[Records from a data collection]
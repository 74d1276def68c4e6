//! Testing utilities for eventflow workflows.
//!
//! This module provides:
//! - A ready-made event enum and small fixture workflows
//! - Mock steps that record, fail or stall

mod fixtures;
mod mocks;

pub use fixtures::{collect_pair_workflow, linear_workflow, TestEvent};
pub use mocks::{FlakyStep, RecordingStep, SlowStep};
//! The built-in start and stop payloads.

use serde::{Deserialize, Serialize};
use serde_json::{Map, Value};

/// Input of a run.
///
/// Carries the keyword arguments a run was started with.
#[derive(Debug, Clone, Default, PartialEq, Serialize, Deserialize)]
pub struct StartEvent {
    /// The run inputs.
    #[serde(flatten)]
    pub data: Map<String, Value>,
}

impl StartEvent {
    /// Creates an empty start event.
    #[must_use]
    pub fn new() -> Self {
        Self::default()
    }

    /// Adds an input value.
    #[must_use]
    pub fn with(mut self, key: impl Into<String>, value: impl Into<Value>) -> Self {
        self.data.insert(key.into(), value.into());
        self
    }

    /// Gets an input value.
    #[must_use]
    pub fn get(&self, key: &str) -> Option<&Value> {
        self.data.get(key)
    }
}

/// Terminal event of a run. Its `result` is what the run returns.
#[derive(Debug, Clone, Default, PartialEq, Serialize, Deserialize)]
pub struct StopEvent {
    /// The run result.
    #[serde(default)]
    pub result: Value,
}

impl StopEvent {
    /// Creates a stop event carrying `result`.
    #[must_use]
    pub fn new(result: impl Into<Value>) -> Self {
        Self {
            result: result.into(),
        }
    }

    /// Creates a stop event carrying no result.
    #[must_use]
    pub fn empty() -> Self {
        Self::default()
    }

    /// Creates a stop event from any serializable result.
    ///
    /// # Errors
    ///
    /// Returns the serde error if `result` cannot be represented as JSON.
    pub fn from_serializable<T: Serialize>(result: &T) -> Result<Self, serde_json::Error> {
        Ok(Self {
            result: serde_json::to_value(result)?,
        })
    }
}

» **TRY IT**
Among the records above, only the lines between the line holding "pub fn with(mut" and the line holding "the run returns.", inclusive, are to be output, exactly as written.

» **OUTPUT FOR THIS EXERCISE**
    pub fn with(mut self, key: impl Into<String>, value: impl Into<Value>) -> Self {
        self.data.insert(key.into(), value.into());
        self
    }

    /// Gets an input value.
    #[must_use]
    pub fn get(&self, key: &str) -> Option<&Value> {
        self.data.get(key)
    }
}

/// Terminal event of a run. Its `result` is what the run returns.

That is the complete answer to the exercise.